Now, I will never sleep with a prostitute. I, I just won’t. So when the brothel owner sent over two prostitutes (one with a black eye which choked me up so much I had to pretend inability to take the harsh smoke from the local cigarettes) and two large drinks, I was more than happy to drink the drink but there would be no way that I would sleep with the prostitute.

As Kev went off with the other girl, I told the girl this, who, with fear in her one good eye, went and told the owner.

Apparently, this was a grievous insult. So over waddled the owner. I was berated in a language I barely understood by a fat, balding lump of grease. He was so angry he sweated into his expensive suit, waving his arms around. Every time he lifted his arms, I could see a gun in a holster. I didn’t ask, but I doubted it was a replica.

I knew nothing of the culture. (“I am sorry”)
I knew nothing of manners. (“I am sorry”)
I was no English Gentleman, I was a ****. (“I am sorry”)
I had to stand there, shivering with fear.
I stared at my shoes.
I agreed with him.
I adopted submissive body language.
Every step I took backwards caused him to take two forward. I backed into a table, the edge digging into me just below my buttock.
The spittle from his voice showered my face. The last water to land there had been spray from the flush of the toilet as I'd vomited last night out this morning. I didn't dare rub it away. His teeth were crooked and the blackness between the rotten gaps was tainted red with anger.
I’d insulted his hospitality (“I am sorry”)
If I told the police that I’d refused a prostitute they’d close him down (I won’t I won’t).

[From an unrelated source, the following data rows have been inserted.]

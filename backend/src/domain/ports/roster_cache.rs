//! Port for the shared roster cache.
//!
//! Adapters store whole [`CacheEntry`] values and must never hand back an
//! entry whose expiry has passed; expired entries read as absent.
use std::time::Duration;

use async_trait::async_trait;
use chrono::{DateTime, Utc};
use serde::{Deserialize, Serialize};

use super::{CacheKey, define_port_error};
use crate::domain::OnCallRoster;

define_port_error! {
    /// Errors surfaced by roster cache adapters. All of them are transient.
    pub enum RosterCacheError {
        /// Backend unreachable or the command failed.
        Backend { message: String } => "roster cache backend failure: {message}",
        /// Stored payload could not be encoded or decoded.
        Serialization { message: String } => "roster cache serialisation failed: {message}",
        /// The operation exceeded its time budget.
        Timeout { operation: String } => "roster cache {operation} timed out",
    }
}

/// One cached roster together with its absolute expiry.
#[derive(Debug, Clone, PartialEq, Eq, Serialize, Deserialize)]
#[serde(rename_all = "camelCase")]
pub struct CacheEntry {
    /// Key the roster is stored under.
    pub key: CacheKey,
    /// Cached roster.
    pub roster: OnCallRoster,
    /// Instant after which the entry is a miss.
    pub expires_at: DateTime<Utc>,
}

impl CacheEntry {
    /// Build an entry expiring `ttl` after `now`.
    ///
    /// A TTL too large for `chrono` saturates to the maximum representable
    /// instant.
    pub fn new(key: CacheKey, roster: OnCallRoster, now: DateTime<Utc>, ttl: Duration) -> Self {
        let expires_at = chrono::Duration::from_std(ttl)
            .ok()
            .and_then(|delta| now.checked_add_signed(delta))
            .unwrap_or(DateTime::<Utc>::MAX_UTC);
        Self {
            key,
            roster,
            expires_at,
        }
    }

    /// Whether the entry must be treated as absent at `now`.
    pub fn is_expired(&self, now: DateTime<Utc>) -> bool {
        now >= self.expires_at
    }

    /// Return the roster only while the entry is live.
    pub fn into_live_roster(self, now: DateTime<Utc>) -> Option<OnCallRoster> {
        (!self.is_expired(now)).then_some(self.roster)
    }
}

/// Key-value store holding on-call rosters.
#[cfg_attr(test, mockall::automock)]
#[async_trait]
pub trait RosterCache: Send + Sync {
    /// Read the live roster for `key`, or `None` on a miss or expired entry.
    async fn get(&self, key: &CacheKey) -> Result<Option<OnCallRoster>, RosterCacheError>;

    /// Replace the entry for `key`, expiring after `ttl`.
    async fn set(
        &self,
        key: &CacheKey,
        roster: &OnCallRoster,
        ttl: Duration,
    ) -> Result<(), RosterCacheError>;

    /// Drop the entry for `key`. Removing an absent key succeeds.
    async fn invalidate(&self, key: &CacheKey) -> Result<(), RosterCacheError>;
}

And I took it all. In the end I sat on my own and waited for Kev. When Kev came down, the bastard put his arms around him and Kev said what a great fellow he was. The bastard told him he was welcome anytime. As we walked out, I ignored the stares of the men, and tried to keep Kev between me and the bastard in case his hair trigger temper went again. That bastard is doubtless still alive while Kev is dead. But I don’t care. In the end, we all fail. And that bastard will get his.